_DESCRIPTION OF THE TASK_: Copy out all of the entries exactly as they appear.

(Stored data entries)
[Start of section]

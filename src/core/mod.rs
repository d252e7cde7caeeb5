pub(crate) mod log;
pub(crate) mod random;
pub(crate) mod storage;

[End of section]

_WRITTEN SOLUTION_:
filename src/core/mod.rs
repository d252e7cde7caeeb5
pub(crate) mod log;
pub(crate) mod random;
pub(crate) mod storage;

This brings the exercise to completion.